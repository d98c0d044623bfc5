use std::sync::Arc;

use tracing::{error, info};

use crate::prompt::{build_inpaint_prompt, build_prompt, build_upscale_prompt, EditType, GenerationMode, GenerationSettings};
use crate::provider::{ImageData, ImageProvider, ProviderError};

/// Turns user requests into prompts and drives the configured image provider.
pub struct ImageGenerator {
    provider: Arc<dyn ImageProvider>,
}

impl ImageGenerator {
    pub fn new(provider: Arc<dyn ImageProvider>) -> Self {
        Self { provider }
    }

    pub fn provider_name(&self) -> &str {
        self.provider.name()
    }

    /// Calls the provider `count` times with the same prompt and inputs.
    ///
    /// Failed attempts are logged and skipped; the call only fails when no
    /// attempt produced an image.
    pub async fn generate(
        &self,
        mode: GenerationMode,
        settings: &GenerationSettings,
        inputs: &[ImageData],
        count: usize,
    ) -> Result<Vec<ImageData>, ProviderError> {
        let prompt = build_prompt(mode, settings);
        info!(
            "🎯 Generating {} image(s) in mode '{}' with prompt (truncated): {}",
            count,
            mode.as_str(),
            prompt.chars().take(120).collect::<String>()
        );

        let mut images = Vec::with_capacity(count);
        for attempt in 1..=count {
            match self.provider.render(&prompt, inputs).await {
                Ok(image) => images.push(image),
                Err(e) => error!("❌ Attempt {}/{} failed: {}", attempt, count, e),
            }
        }

        if images.is_empty() {
            return Err(ProviderError::Exhausted(count));
        }
        info!("✅ Generated {}/{} image(s)", images.len(), count);
        Ok(images)
    }

    /// The mask is sent as the second image.
    pub async fn inpaint(
        &self,
        image: ImageData,
        mask: ImageData,
        edit_type: EditType,
        instruction: &str,
    ) -> Result<ImageData, ProviderError> {
        let prompt = format!(
            "Inpaint the masked area of this image. {}",
            build_inpaint_prompt(edit_type, instruction)
        );
        info!("🖌️ Inpainting ({:?})", edit_type);
        self.provider.render(&prompt, &[image, mask]).await
    }

    pub async fn upscale(
        &self,
        image: ImageData,
        resolution: u32,
        transparent_background: bool,
    ) -> Result<ImageData, ProviderError> {
        let prompt = build_upscale_prompt(resolution, transparent_background);
        info!("🔍 Upscaling to {}x{}", resolution, resolution);
        self.provider.render(&prompt, &[image]).await
    }
}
------------------------------------------------
#### [What you should do]
Recopy the entries above exactly, with every line included.

#### [Task output]
repository d98c0d044623bfc5
use std::sync::Arc;

use tracing::{error, info};

use crate::prompt::{build_inpaint_prompt, build_prompt, build_upscale_prompt, EditType, GenerationMode, GenerationSettings};
use crate::provider::{ImageData, ImageProvider, ProviderError};

/// Turns user requests into prompts and drives the configured image provider.
pub struct ImageGenerator {
    provider: Arc<dyn ImageProvider>,
}

impl ImageGenerator {
    pub fn new(provider: Arc<dyn ImageProvider>) -> Self {
        Self { provider }
    }

    pub fn provider_name(&self) -> &str {
        self.provider.name()
    }

    /// Calls the provider `count` times with the same prompt and inputs.
    ///
    /// Failed attempts are logged and skipped; the call only fails when no
    /// attempt produced an image.
    pub async fn generate(
        &self,
        mode: GenerationMode,
        settings: &GenerationSettings,
        inputs: &[ImageData],
        count: usize,
    ) -> Result<Vec<ImageData>, ProviderError> {
        let prompt = build_prompt(mode, settings);
        info!(
            "🎯 Generating {} image(s) in mode '{}' with prompt (truncated): {}",
            count,
            mode.as_str(),
            prompt.chars().take(120).collect::<String>()
        );

        let mut images = Vec::with_capacity(count);
        for attempt in 1..=count {
            match self.provider.render(&prompt, inputs).await {
                Ok(image) => images.push(image),
                Err(e) => error!("❌ Attempt {}/{} failed: {}", attempt, count, e),
            }
        }

        if images.is_empty() {
            return Err(ProviderError::Exhausted(count));
        }
        info!("✅ Generated {}/{} image(s)", images.len(), count);
        Ok(images)
    }

    /// The mask is sent as the second image.
    pub async fn inpaint(
        &self,
        image: ImageData,
        mask: ImageData,
        edit_type: EditType,
        instruction: &str,
    ) -> Result<ImageData, ProviderError> {
        let prompt = format!(
            "Inpaint the masked area of this image. {}",
            build_inpaint_prompt(edit_type, instruction)
        );
        info!("🖌️ Inpainting ({:?})", edit_type);
        self.provider.render(&prompt, &[image, mask]).await
    }

    pub async fn upscale(
        &self,
        image: ImageData,
        resolution: u32,
        transparent_background: bool,
    ) -> Result<ImageData, ProviderError> {
        let prompt = build_upscale_prompt(resolution, transparent_background);
        info!("🔍 Upscaling to {}x{}", resolution, resolution);
        self.provider.render(&prompt, &[image]).await
    }
}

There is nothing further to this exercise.